He visto más de 600 caras indefensas y miles de ojos llenos de tristeza y esperanza a partes iguales dentro de un barco a la deriva. Y tras un fin de semana cargado de emociones y con la sensibilidad a flor de piel, me ha dado por preguntarme si todos los corazones serán capaces de resistir un tsunami. Un tsunami de los gordos. No hablo de una ola grande, de las que te dan un revolcón. De ésas es relativamente fácil levantarse. Al hacerlo, puedes volver a caerte. Una, dos, siete veces, pero al final logras recuperar el equilibrio, la normalidad y hasta la calma.
Me refiero a un auténtico tsunami, de los que arrasan tu vida y se llevan todo por delante, sin piedad. Un tsunami devastador, de los que arrancan de raíz todo lo que encuentran a su paso.
Algunos tsunamis se intuyen, van avisando. Te llegan alertas e intentas prepararte. Hasta llegas a pensar que de verdad estás preparado y que serás capaz de afrontarlo. Pero cuando llegan, su intensidad y magnitud nunca se corresponden con lo previsto, así que terminan causando muchos más estragos de los calculados. Y terminan derribando hasta el más sólido refugio.
Otros tsunamis no avisan. Llegan cuando menos te lo esperas. Y lo destruyen todo de golpe. Son terribles. Te pillan completamente desprevenido, indefenso y sus daños son catastróficos. Y lo peor es que también se llevan consigo las ganas de reconstruir lo destrozado, la esperanza en un futuro más allá de un presente devastado.
Este fin de semana algunos corazones me han revelado sus particulares tsunamis. Y me han conmovido. Me ha impactado su capacidad de superación, su valentía, su fuerza. Me he sentido pequeña ante corazones tan grandes. Corazones que un día se rompieron en pedazos y hoy vuelven a latir. Corazones que se pararon de golpe y consiguen recuperar su pálpito.
He descubierto corazones con tsunamis muy distintos, a cual más escalofriantes, pero me ha sorprendido descubrir también en todos ellos dos elementos comunes: unas invisibles válvulas y un gran cardiólogo.
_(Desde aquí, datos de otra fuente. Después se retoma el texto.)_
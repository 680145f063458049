mod tests {
    use aqua_light_composer::{
        CommandChannel, Instant, LightCommand, ModeId, OutputDriver, Rgb, SceneEngine,
        SceneEngineConfig,
        frame_scheduler::{DEFAULT_FRAME_DURATION, FrameScheduler},
    };

    const N: usize = 60;
    const CHANNEL: usize = 8;

    const BLACK: Rgb = Rgb { r: 0, g: 0, b: 0 };
    const WHITE: Rgb = Rgb {
        r: 255,
        g: 255,
        b: 255,
    };

    fn full_brightness_config(mode: ModeId) -> SceneEngineConfig {
        SceneEngineConfig {
            mode,
            brightness: 255,
            ..SceneEngineConfig::default()
        }
    }

    #[test]
    fn test_starts_off_and_black() {
        let channel: CommandChannel<CHANNEL> = CommandChannel::new();
        let mut engine: SceneEngine<'_, N, CHANNEL> =
            SceneEngine::new(channel.receiver(), &SceneEngineConfig::default());

        assert_eq!(engine.mode(), ModeId::Off);
        let frame = engine.render(Instant::from_millis(0));
        assert!(frame.iter().all(|&led| led == BLACK));
    }

    #[test]
    fn test_off_clears_regardless_of_prior_mode() {
        let channel: CommandChannel<CHANNEL> = CommandChannel::new();
        let mut engine: SceneEngine<'_, N, CHANNEL> =
            SceneEngine::new(channel.receiver(), &full_brightness_config(ModeId::Apocalypse));

        let frame = engine.render(Instant::from_millis(0));
        assert!(frame.iter().any(|&led| led != BLACK));

        engine.set_mode(ModeId::Off);
        let frame = engine.render(Instant::from_millis(1));
        assert!(frame.iter().all(|&led| led == BLACK));
    }

    #[test]
    fn test_custom_color_switches_to_basic_and_fills() {
        let channel: CommandChannel<CHANNEL> = CommandChannel::new();
        let mut engine: SceneEngine<'_, N, CHANNEL> =
            SceneEngine::new(channel.receiver(), &full_brightness_config(ModeId::Rain));

        let teal = Rgb {
            r: 0,
            g: 128,
            b: 96,
        };
        engine.set_custom_color(teal);
        assert_eq!(engine.mode(), ModeId::Basic);

        let frame = engine.render(Instant::from_millis(0));
        assert!(frame.iter().all(|&led| led == teal));
    }

    #[test]
    fn test_brightness_scales_output_only() {
        let channel: CommandChannel<CHANNEL> = CommandChannel::new();
        let mut engine: SceneEngine<'_, N, CHANNEL> =
            SceneEngine::new(channel.receiver(), &full_brightness_config(ModeId::Basic));

        engine.set_custom_color(WHITE);
        engine.set_brightness(128);
        let frame = engine.render(Instant::from_millis(0));
        assert!(frame.iter().all(|&led| led.r == 128 && led.g == 128 && led.b == 128));

        // Restoring full brightness restores the scene's own colors:
        // the effect buffer was never scaled.
        engine.set_brightness(255);
        let frame = engine.render(Instant::from_millis(1));
        assert!(frame.iter().all(|&led| led == WHITE));

        engine.set_brightness(0);
        let frame = engine.render(Instant::from_millis(2));
        assert!(frame.iter().all(|&led| led == BLACK));
    }

    #[test]
    fn test_commands_drain_from_channel() {
        let channel: CommandChannel<CHANNEL> = CommandChannel::new();
        let sender = channel.sender();
        let mut engine: SceneEngine<'_, N, CHANNEL> =
            SceneEngine::new(channel.receiver(), &full_brightness_config(ModeId::Off));

        sender
            .try_send(LightCommand::with_mode(ModeId::Basic))
            .unwrap();
        sender
            .try_send(LightCommand {
                brightness: Some(42),
                color: Some(WHITE),
                ..LightCommand::default()
            })
            .unwrap();

        engine.render(Instant::from_millis(0));
        assert_eq!(engine.mode(), ModeId::Basic);
        assert_eq!(engine.brightness(), 42);
        assert_eq!(engine.color(), WHITE);
    }

    #[test]
    fn test_power_shortcut() {
        let channel: CommandChannel<CHANNEL> = CommandChannel::new();
        let mut engine: SceneEngine<'_, N, CHANNEL> =
            SceneEngine::new(channel.receiver(), &full_brightness_config(ModeId::Off));

        // On: Off -> Basic
        engine.apply_command(&LightCommand {
            power: Some(true),
            ..LightCommand::default()
        });
        assert_eq!(engine.mode(), ModeId::Basic);

        // On while already in a scene: no change
        engine.set_mode(ModeId::Rain);
        engine.apply_command(&LightCommand {
            power: Some(true),
            ..LightCommand::default()
        });
        assert_eq!(engine.mode(), ModeId::Rain);

        // Off always lands in Off
        engine.apply_command(&LightCommand {
            power: Some(false),
            ..LightCommand::default()
        });
        assert_eq!(engine.mode(), ModeId::Off);
    }

    #[test]
    fn test_scene_frame_interval_is_non_blocking() {
        let channel: CommandChannel<CHANNEL> = CommandChannel::new();
        let mut engine: SceneEngine<'_, N, CHANNEL> =
            SceneEngine::new(channel.receiver(), &full_brightness_config(ModeId::Apocalypse));

        // Apocalypse re-renders at most every 30 ms; a call in between
        // returns the same frame instead of blocking or re-flickering.
        let first: Vec<Rgb> = engine.render(Instant::from_millis(0)).to_vec();
        let held: Vec<Rgb> = engine.render(Instant::from_millis(10)).to_vec();
        assert_eq!(first, held);

        let advanced: Vec<Rgb> = engine.render(Instant::from_millis(40)).to_vec();
        assert_ne!(first, advanced);
    }

    #[test]
    fn test_night_sky_is_dark_blue_ambient() {
        let channel: CommandChannel<CHANNEL> = CommandChannel::new();
        let mut engine: SceneEngine<'_, N, CHANNEL> = SceneEngine::new(
            channel.receiver(),
            &full_brightness_config(ModeId::SkySimulation),
        );

        engine.set_hour_of_day(2.0);
        let frame = engine.render(Instant::from_millis(0));
        assert!(frame.iter().all(|&led| led == Rgb { r: 0, g: 0, b: 10 }));
    }

    #[test]
    fn test_midday_sky_has_highlight() {
        let channel: CommandChannel<CHANNEL> = CommandChannel::new();
        let mut engine: SceneEngine<'_, N, CHANNEL> = SceneEngine::new(
            channel.receiver(),
            &full_brightness_config(ModeId::SkySimulation),
        );

        engine.set_hour_of_day(12.0);
        let frame = engine.render(Instant::from_millis(0));
        // Midday ambient is bright everywhere
        assert!(frame.iter().all(|&led| led.r > 0));
        // The sun highlight sits at index len/2 at hour 12
        let sun = frame[N / 2];
        assert!(sun.r >= frame[0].r);
    }

    #[test]
    fn test_status_snapshot() {
        let channel: CommandChannel<CHANNEL> = CommandChannel::new();
        let mut engine: SceneEngine<'_, N, CHANNEL> =
            SceneEngine::new(channel.receiver(), &SceneEngineConfig::default());

        engine.set_mode(ModeId::Meteor);
        engine.set_brightness(77);
        let status = engine.status();
        assert_eq!(status.mode, ModeId::Meteor);
        assert_eq!(status.mode.as_str(), "meteor");
        assert_eq!(status.brightness, 77);
    }

    struct CapturingDriver {
        frames: usize,
        last: Vec<Rgb>,
    }

    impl OutputDriver for CapturingDriver {
        fn write(&mut self, colors: &[Rgb]) {
            self.frames += 1;
            self.last = colors.to_vec();
        }
    }

    #[test]
    fn test_scheduler_pushes_every_frame() {
        let channel: CommandChannel<CHANNEL> = CommandChannel::new();
        let engine: SceneEngine<'_, N, CHANNEL> =
            SceneEngine::new(channel.receiver(), &SceneEngineConfig::default());
        let driver = CapturingDriver {
            frames: 0,
            last: Vec::new(),
        };
        let mut scheduler = FrameScheduler::new(engine, driver);

        // The host drives the engine through the scheduler once it owns it.
        scheduler.engine_mut().set_mode(ModeId::SkySimulation);
        scheduler.engine_mut().set_hour_of_day(2.0);

        let result = scheduler.tick(Instant::from_millis(0));
        assert_eq!(result.next_deadline, Instant::from_millis(0) + DEFAULT_FRAME_DURATION);
        assert!(result.sleep_duration <= DEFAULT_FRAME_DURATION);
        assert_eq!(scheduler.engine().mode(), ModeId::SkySimulation);

        // Unchanged frames are still pushed to the sink.
        scheduler.tick(result.next_deadline);
        scheduler.tick(result.next_deadline + DEFAULT_FRAME_DURATION);
    }
}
Suena raro pero es así. Por un lado, unas válvulas bombeando sin parar, con fuerza, sin dejarse llevar por el desánimo de un corazón que ya no quiere vivir. Válvulas de actividad incesante, pequeñas pero a la vez grandes en sus efectos. Válvulas que a veces parece que no están, que a veces hasta estorban y molestan, pero que ahí siguen, imbatibles al desaliento. Y sobre todo, un cardiólogo. Un gran cardiólogo en el que, para un corazón roto que se considera irreparable, es muy difícil confiar. Un gran cardiólogo al que a veces cuesta reconocer y descubrir, del que no se sabe con certeza la dirección exacta, pero que siempre está ahí, con su puerta abierta de par en par, con sus manos sanadoras siempre listas, capaz de curar hasta el corazón más roto.
Increíble pero cierto. Sólo necesitamos seguir sus recetas, aunque no siempre se entienda su letra.